Edit 2: Thank you for your suggestion for using log-linear model. I fitted the model as per the suggestion:
fit <- glm(Freq~category+example+category*example, data=dataDF, family=poisson)
The summary output is the following:
Deviance Residuals:  0 0 0 0 0 0 Coefficients: Estimate Std. Error z value Pr(>|z|) (Intercept) 7.03878 0.02962 237.657 < 2e-16 *** categoryCategory 2 -2.94444 0.13245 -22.230 < 2e-16 *** exampleExample type 2 -0.30538 0.04547 -6.716 1.87e-11 *** exampleExample type 3 -0.11123 0.04310 -2.581 0.00986 ** categoryCategory2:exampleExample type 2 2.09714 0.14667 14.298 < 2e-16 *** categoryCategory2:exampleExample type 3 1.20984 0.15518 7.797 6.36e-15 *** --- Signif. codes: 0 ‘***’ 0.001 ‘**’ 0.01 ‘*’ 0.05 ‘.’ 0.1 ‘ ’ 1 (Dispersion parameter for poisson family taken to be 1) Null deviance: 2.0336e+03 on 5 degrees of freedom Residual deviance: -7.7272e-14 on 0 degrees of freedom AIC: 58.905 Number of Fisher Scoring iterations: 2
Do I understand correctly, that fitted in this way - if the Null deviance is low and the Residual deviance is high this would indicate that the data do not plausibly emenate from a logistic reegression model with a constant term only.

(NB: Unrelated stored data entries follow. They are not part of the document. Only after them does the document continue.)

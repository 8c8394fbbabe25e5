use chrono::Utc;
use parking_lot::{Mutex, RwLock};
use std::collections::HashMap;
use std::sync::Arc;

use super::synthesis::{
    branch_alternatives, select_evictions, step_reasoning, synthesize_solution,
    weighted_confidence, EvictionCandidate, DEFAULT_STEP_CONFIDENCE,
};
use super::types::{
    StartOptions, StepKind, ThinkingProcess, ThoughtContent, ThoughtKind, ThoughtNumber,
    ThoughtRequest, ThoughtStep, MAX_REVISIONS_PER_STEP,
};
use crate::config::{CapacityPolicy, StoreConfig};
use crate::error::{Result, ThinkingError};

type ProcessHandle = Arc<Mutex<ThinkingProcess>>;

struct Entry {
    /// Creation order, used for stable listing
    sequence: u64,
    process: ProcessHandle,
}

#[derive(Default)]
struct ProcessTable {
    entries: HashMap<String, Entry>,
    next_sequence: u64,
}

/// In-memory owner of every thinking process.
///
/// The table lock guards creation, deletion and the eviction sweep. Each
/// process has its own lock, held for the whole of a mutation, so steps on one
/// process never interleave while different processes proceed in parallel.
/// Locks are always taken table first, then process.
pub struct ThinkingStore {
    table: RwLock<ProcessTable>,
    config: StoreConfig,
}
//! Tiered resolution from a peer reference to a public key or a connect
//! target.
//!
//! A peer reference is either a sight DID, a raw multiaddr (leading `/`), or
//! a bare peer-identifier string (base58 multihash or CID). Public-key
//! resolution walks an ordered strategy chain and stops at the first tier
//! that produces a key:
//!
//! 1. **SelfDescribing**: ed25519 peer identifiers are identity multihashes
//!    wrapping the public key itself; decode it locally, zero network I/O.
//! 2. **Cache**: the key cache the identify handshake populates.
//! 3. **Lookup**: DHT address lookup, dial (the handshake caches the remote
//!    key as a side effect), then re-check the cache.
//!
//! Adding a tier means adding a variant and a slot in [`TIERS`]; the driver
//! loop does not change.

use crate::did::{self, DidError};
use crate::node::{extract_peer_id, NetworkError, NodeHandle};
use cid::Cid;
use libp2p::{identity, Multiaddr, PeerId};
use multihash::Multihash;
use std::{fmt, str::FromStr};

/// Multihash code marking a digest that carries its preimage verbatim.
const IDENTITY_MULTIHASH_CODE: u64 = 0x00;

/// Errors surfaced while resolving a peer reference.
#[derive(Debug)]
pub enum ResolveError {
    /// The reference looked like a DID but failed to decode.
    InvalidDid(DidError),
    /// The reference is neither a DID, a multiaddr, nor a peer identifier.
    InvalidPeerRef(String),
    /// Every tier ran and none produced a public key.
    NoPublicKeyFound,
    /// The distributed lookup returned no reachable addresses.
    PeerUnreachable(String),
    /// Dialing the resolved target failed.
    Connect(String),
    /// The local swarm actor rejected or dropped the request.
    Node(String),
}

impl fmt::Display for ResolveError {
    fn fmt(&self, f: &mut fmt::Formatter<'_>) -> fmt::Result {
        match self {
            Self::InvalidDid(err) => write!(f, "invalid DID: {err}"),
            Self::InvalidPeerRef(msg) => write!(f, "invalid peer reference: {msg}"),
            Self::NoPublicKeyFound => write!(f, "no public key found"),
            Self::PeerUnreachable(msg) => write!(f, "peer unreachable: {msg}"),
            Self::Connect(msg) => write!(f, "connect failed: {msg}"),
            Self::Node(msg) => write!(f, "node error: {msg}"),
        }
    }
}

impl std::error::Error for ResolveError {}

impl From<DidError> for ResolveError {
    fn from(err: DidError) -> Self {
        Self::InvalidDid(err)
    }
}

impl From<NetworkError> for ResolveError {
    fn from(err: NetworkError) -> Self {
        Self::Node(err.to_string())
    }
}

/// Ordered public-key resolution strategies.
#[derive(Clone, Copy, Debug, PartialEq, Eq)]
enum Tier {
    SelfDescribing,
    Cache,
    Lookup,
}

const TIERS: [Tier; 3] = [Tier::SelfDescribing, Tier::Cache, Tier::Lookup];

/// Resolves peer references against the local node and the DHT.
#[derive(Clone)]
pub struct PeerResolver {
    node: NodeHandle,
}

impl PeerResolver {
    /// Creates a resolver backed by the given swarm handle.
    pub fn new(node: NodeHandle) -> PeerResolver {
        PeerResolver { node }
    }

    /// Resolves a peer reference to raw ed25519 public-key bytes through the
    /// tier chain, short-circuiting at the first hit.
    pub async fn resolve_public_key(&self, peer_ref: &str) -> Result<Vec<u8>, ResolveError> {
        for tier in TIERS {
            if let Some(key) = self.attempt(tier, peer_ref).await? {
                println!("SIGHT|mod=RESOLVE|evt=HIT|tier={tier:?}|ref={peer_ref}");
                return Ok(key);
            }
        }
        Err(ResolveError::NoPublicKeyFound)
    }

    async fn attempt(&self, tier: Tier, peer_ref: &str) -> Result<Option<Vec<u8>>, ResolveError> {
        match tier {
            Tier::SelfDescribing => Ok(embedded_public_key(peer_ref)),
            Tier::Cache => {
                let peer = parse_peer_id(peer_ref)?;
                let cached = self.node.cached_public_key(peer).await?;
                Ok(cached.map(|key| raw_public_key(&key)))
            }
            Tier::Lookup => {
                let peer = parse_peer_id(peer_ref)?;
                let addrs = self
                    .node
                    .find_peer(peer)
                    .await
                    .map_err(|err| ResolveError::PeerUnreachable(err.to_string()))?;
                self.node
                    .connect(peer, addrs)
                    .await
                    .map_err(|err| ResolveError::Connect(err.to_string()))?;
                // The noise handshake has run; the identify exchange caches
                // the remote key shortly after. Re-check once.
                let cached = self.node.cached_public_key(peer).await?;
                Ok(cached.map(|key| raw_public_key(&key)))
            }
        }
    }

    /// Resolves a peer reference to a dialable target.
    ///
    /// Raw multiaddr strings are parsed directly and never hit the network;
    /// DIDs are decoded to a peer id and located through the DHT.
    pub async fn resolve_connect_target(
        &self,
        peer_ref: &str,
    ) -> Result<(PeerId, Vec<Multiaddr>), ResolveError> {
        if peer_ref.starts_with('/') {
            let addr: Multiaddr = peer_ref
                .parse()
                .map_err(|err| ResolveError::InvalidPeerRef(format!("{peer_ref}: {err}")))?;
            let peer = extract_peer_id(&addr).ok_or_else(|| {
                ResolveError::InvalidPeerRef(format!("{peer_ref}: missing /p2p peer id"))
            })?;
            return Ok((peer, vec![addr]));
        }
        let public_key = did::did_to_public_key(peer_ref)?;
        let peer = peer_id_from_public_key(&public_key)?;
        let addrs = self
            .node
            .find_peer(peer)
            .await
            .map_err(|err| ResolveError::PeerUnreachable(err.to_string()))?;
        Ok((peer, addrs))
    }

    /// Connects to a peer given a DID or raw multiaddr, returning the peer id
    /// once the connection is up.
    pub async fn connect(&self, peer_ref: &str) -> Result<PeerId, ResolveError> {
        let (peer, addrs) = self.resolve_connect_target(peer_ref).await?;
        self.node
            .connect(peer, addrs)
            .await
            .map_err(|err| ResolveError::Connect(err.to_string()))?;
        Ok(peer)
    }
}

/// Tier 1: extracts the public key a self-describing peer identifier embeds.
///
/// Accepts both the CID form and the classic base58 multihash form. Returns
/// `None` when the digest is a real hash (nothing embedded) or the reference
/// is not a peer identifier at all.
pub fn embedded_public_key(peer_ref: &str) -> Option<Vec<u8>> {
    if let Ok(c) = Cid::try_from(peer_ref) {
        return key_from_identity_digest(c.hash().code(), c.hash().digest());
    }
    let peer = PeerId::from_str(peer_ref).ok()?;
    let bytes = peer.to_bytes();
    let mh = Multihash::<64>::from_bytes(&bytes).ok()?;
    key_from_identity_digest(mh.code(), mh.digest())
}

fn key_from_identity_digest(code: u64, digest: &[u8]) -> Option<Vec<u8>> {
    if code != IDENTITY_MULTIHASH_CODE {
        return None;
    }
    let key = identity::PublicKey::try_decode_protobuf(digest).ok()?;
    Some(raw_public_key(&key))
}

/// Raw key bytes in the same form every tier returns: 32 ed25519 bytes, or
/// the protobuf encoding for non-ed25519 peers.
pub(crate) fn raw_public_key(key: &identity::PublicKey) -> Vec<u8> {
    match key.clone().try_into_ed25519() {
        Ok(ed) => ed.to_bytes().to_vec(),
        Err(_) => key.encode_protobuf(),
    }
}

fn parse_peer_id(peer_ref: &str) -> Result<PeerId, ResolveError> {
    PeerId::from_str(peer_ref)
        .map_err(|err| ResolveError::InvalidPeerRef(format!("{peer_ref}: {err}")))
}

/// Derives the overlay peer id for a raw ed25519 public key.
pub fn peer_id_from_public_key(public_key: &[u8]) -> Result<PeerId, ResolveError> {
    let key = identity::ed25519::PublicKey::try_from_bytes(public_key)
        .map_err(|err| ResolveError::InvalidPeerRef(err.to_string()))?;
    Ok(identity::PublicKey::from(key).to_peer_id())
}

#[cfg(test)]
mod tests {
    use super::*;
    use crate::node::{scripted_handle, Command};
    use sha2::{Digest, Sha256};

    fn ed25519_identity() -> (identity::Keypair, Vec<u8>, PeerId) {
        let keypair = identity::Keypair::generate_ed25519();
        let raw = keypair
            .public()
            .clone()
            .try_into_ed25519()
            .unwrap()
            .to_bytes()
            .to_vec();
        let peer = keypair.public().to_peer_id();
        (keypair, raw, peer)
    }

    /// Peer id whose multihash is a real sha2-256 digest: nothing embedded,
    /// so tier 1 must pass on it.
    fn opaque_peer_id() -> PeerId {
        let digest = Sha256::digest(b"opaque peer");
        let mh = Multihash::<64>::wrap(0x12, &digest).unwrap();
        PeerId::from_multihash(mh).unwrap()
    }

    #[test]
    fn embedded_key_decodes_from_base58_peer_id() {
        let (_, raw, peer) = ed25519_identity();
        let decoded = embedded_public_key(&peer.to_base58()).unwrap();
        assert_eq!(decoded, raw);
    }

    #[test]
    fn embedded_key_decodes_from_cid_form() {
        let (keypair, raw, _) = ed25519_identity();
        let protobuf = keypair.public().encode_protobuf();
        let mh = Multihash::<64>::wrap(IDENTITY_MULTIHASH_CODE, &protobuf).unwrap();
        // 0x72 = libp2p-key codec.
        let c = Cid::new_v1(0x72, mh);
        let decoded = embedded_public_key(&c.to_string()).unwrap();
        assert_eq!(decoded, raw);
    }

    #[test]
    fn opaque_digest_embeds_nothing() {
        assert!(embedded_public_key(&opaque_peer_id().to_base58()).is_none());
        assert!(embedded_public_key("definitely not a peer id").is_none());
    }

    #[tokio::test]
    async fn self_describing_ref_resolves_without_the_substrate() {
        let (handle, rx) = scripted_handle();
        // No one serves the channel: any cache or lookup attempt would fail.
        drop(rx);
        let (_, raw, peer) = ed25519_identity();
        let resolver = PeerResolver::new(handle);
        let key = resolver.resolve_public_key(&peer.to_base58()).await.unwrap();
        assert_eq!(key, raw);
    }

    #[tokio::test]
    async fn cached_key_resolves_without_a_lookup() {
        let (handle, mut rx) = scripted_handle();
        let (keypair, raw, _) = ed25519_identity();
        let target = opaque_peer_id();
        let public = keypair.public();

        tokio::spawn(async move {
            while let Some(command) = rx.recv().await {
                match command {
                    Command::CachedPublicKey { reply, .. } => {
                        let _ = reply.send(Some(public.clone()));
                    }
                    Command::FindPeer { .. } | Command::Connect { .. } => {
                        panic!("cache hit must not reach the lookup tier");
                    }
                    _ => {}
                }
            }
        });

        let resolver = PeerResolver::new(handle);
        let key = resolver
            .resolve_public_key(&target.to_base58())
            .await
            .unwrap();
        assert_eq!(key, raw);
    }

    #[tokio::test]
    async fn lookup_tier_dials_then_rechecks_the_cache() {
        let (handle, mut rx) = scripted_handle();
        let (keypair, raw, _) = ed25519_identity();
        let target = opaque_peer_id();
        let public = keypair.public();

        tokio::spawn(async move {
            let mut cache_hits = 0u32;
            while let Some(command) = rx.recv().await {
                match command {
                    Command::CachedPublicKey { reply, .. } => {
                        cache_hits += 1;
                        // Empty before the dial, populated after.
                        let answer = if cache_hits > 1 {
                            Some(public.clone())
                        } else {
                            None
                        };
                        let _ = reply.send(answer);
                    }
                    Command::FindPeer { reply, .. } => {
                        let addr: Multiaddr = "/ip4/127.0.0.1/tcp/15001".parse().unwrap();
                        let _ = reply.send(Ok(vec![addr]));
                    }
                    Command::Connect { reply, .. } => {
                        let _ = reply.send(Ok(()));
                    }
                    _ => {}
                }
            }
        });

        let resolver = PeerResolver::new(handle);
        let key = resolver
            .resolve_public_key(&target.to_base58())
            .await
            .unwrap();
        assert_eq!(key, raw);
    }

    #[tokio::test]
    async fn connect_target_from_raw_multiaddr_needs_no_lookup() {
        let (handle, rx) = scripted_handle();
        drop(rx);
        let peer = PeerId::random();
        let addr = format!("/ip4/127.0.0.1/tcp/15001/p2p/{peer}");
        let resolver = PeerResolver::new(handle);
        let (resolved, addrs) = resolver.resolve_connect_target(&addr).await.unwrap();
        assert_eq!(resolved, peer);
        assert_eq!(addrs.len(), 1);
    }

    #[tokio::test]
    async fn connect_target_rejects_malformed_did() {
        let (handle, rx) = scripted_handle();
        drop(rx);
        let resolver = PeerResolver::new(handle);
        let err = resolver
            .resolve_connect_target("did:sight:hoster:0OIl")
            .await
            .unwrap_err();
        assert!(matches!(err, ResolveError::InvalidDid(_)));
    }

    #[tokio::test]
    async fn multiaddr_without_peer_id_is_rejected() {
        let (handle, rx) = scripted_handle();
        drop(rx);
        let resolver = PeerResolver::new(handle);
        let err = resolver
            .resolve_connect_target("/ip4/127.0.0.1/tcp/15001")
            .await
            .unwrap_err();
        assert!(matches!(err, ResolveError::InvalidPeerRef(_)));
    }
}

So, the correct way to extract a p-value from the Null deviance would be:
> 1 - pchisq(2033.6, 5) > 0
and to extract a p-value from the Residual deviance would be:
> 1 - pchisq(0, 0) > 1
We see that this p-value is large, meaning that it is plausible that the data emanate from a model which includes the IVs?
However, isn't it weird that all numbers (the first Deviance Residuals, the degrees of freedom, the residual deviance) as so small and so big?